## What is being asked
Where a line of the data below has the string "AssetUpload", copy that line.

[Dataset entries]
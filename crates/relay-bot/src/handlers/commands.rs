use std::sync::Arc;

use teloxide::prelude::*;

use super::{Command, HandlerResult};
use crate::state::AppState;
use crate::status::{files_message, help_message, version_message, ServerStatus};

pub async fn handle_command(
    bot: Bot,
    msg: Message,
    cmd: Command,
    state: Arc<AppState>,
) -> HandlerResult {
    tracing::debug!(chat_id = msg.chat.id.0, command = ?cmd, "Command received");

    let text = match cmd {
        Command::Start | Command::Help => {
            let status = ServerStatus::probe(&state.immich).await;
            help_message(&status)
        }
        Command::Version => version_message(),
        Command::Files => files_message(),
    };

    bot.send_message(msg.chat.id, text).await?;
    Ok(())
}
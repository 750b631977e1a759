//! Relay pipeline: authorize → dispatch → stage → checksum + metadata → upload.

use relay_core::models::{MediaNotification, Reply, UploadResult};
use relay_core::{AssetStore, AssetUpload, Config, IngestError, LogLevel, MediaFetcher};

use super::orchestrator::upload_asset;
use crate::checksum::sha1_hex;
use crate::dispatch::dispatch;
use crate::metadata::capture_metadata;
use crate::staging::stage;

/// Collaborators of one relay invocation.
#[derive(Clone, Copy)]
pub struct RelayContext<'a> {
    pub config: &'a Config,
    pub fetcher: &'a dyn MediaFetcher,
    pub store: &'a dyn AssetStore,
}

/// Run one notification through the pipeline and produce the single reply
/// for the sender. The staged file is removed before this returns.
pub async fn relay_media(ctx: RelayContext<'_>, notification: &MediaNotification) -> Reply {
    let sender = &notification.sender;
    match ingest(ctx, notification).await {
        Ok(result) => Reply::from(result),
        Err(e) => {
            match e.log_level() {
                LogLevel::Debug => tracing::debug!(
                    sender_id = sender.id,
                    sender = %sender.display_name,
                    error = %e,
                    "Media not relayed"
                ),
                LogLevel::Warn => tracing::warn!(
                    sender_id = sender.id,
                    sender = %sender.display_name,
                    error = %e,
                    "Media not relayed"
                ),
                LogLevel::Error => tracing::error!(
                    sender_id = sender.id,
                    sender = %sender.display_name,
                    error = %e,
                    "Media relay failed"
                ),
            }
            e.reply()
        }
    }
}

async fn ingest(
    ctx: RelayContext<'_>,
    notification: &MediaNotification,
) -> Result<UploadResult, IngestError> {
    let sender = &notification.sender;
    if !ctx.config.allowed_user_ids().is_allowed(sender.id) {
        return Err(IngestError::Unauthorized {
            sender_id: sender.id,
        });
    }

    let media = dispatch(notification)?;
    tracing::info!(
        sender_id = sender.id,
        sender = %sender.display_name,
        kind = notification.kind.label(),
        mime_type = %media.mime_type,
        "Processing asset upload"
    );

    let staged = stage(
        ctx.fetcher,
        ctx.config.staging_dir(),
        &notification.remote_handle,
        &media.file_name,
    )
    .await?;

    let path = staged.path().to_path_buf();
    let timezone = ctx.config.upload_timezone();
    let (checksum, metadata) = tokio::task::spawn_blocking(move || {
        let checksum = sha1_hex(&path)?;
        Ok::<_, std::io::Error>((checksum, capture_metadata(&path, timezone)))
    })
    .await
    .map_err(|e| IngestError::internal(format!("Checksum task failed: {}", e)))??;

    tracing::debug!(
        file_name = %media.file_name,
        checksum = %checksum,
        captured_at = %metadata.file_created_at,
        source = ?metadata.source,
        "Prepared asset"
    );

    let upload = AssetUpload {
        path: staged.path().to_path_buf(),
        device_asset_id: media.file_name,
        size_bytes: staged.size_bytes(),
        checksum,
        metadata,
    };

    match upload_asset(ctx.store, &upload).await {
        UploadResult::Rejected { status, body } => Err(IngestError::UploadRejected { status, body }),
        UploadResult::Failed(message) => Err(IngestError::internal(message)),
        result => Ok(result),
    }
}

## Response to the exercise
use relay_core::{AssetStore, AssetUpload, Config, IngestError, LogLevel, MediaFetcher};
    let upload = AssetUpload {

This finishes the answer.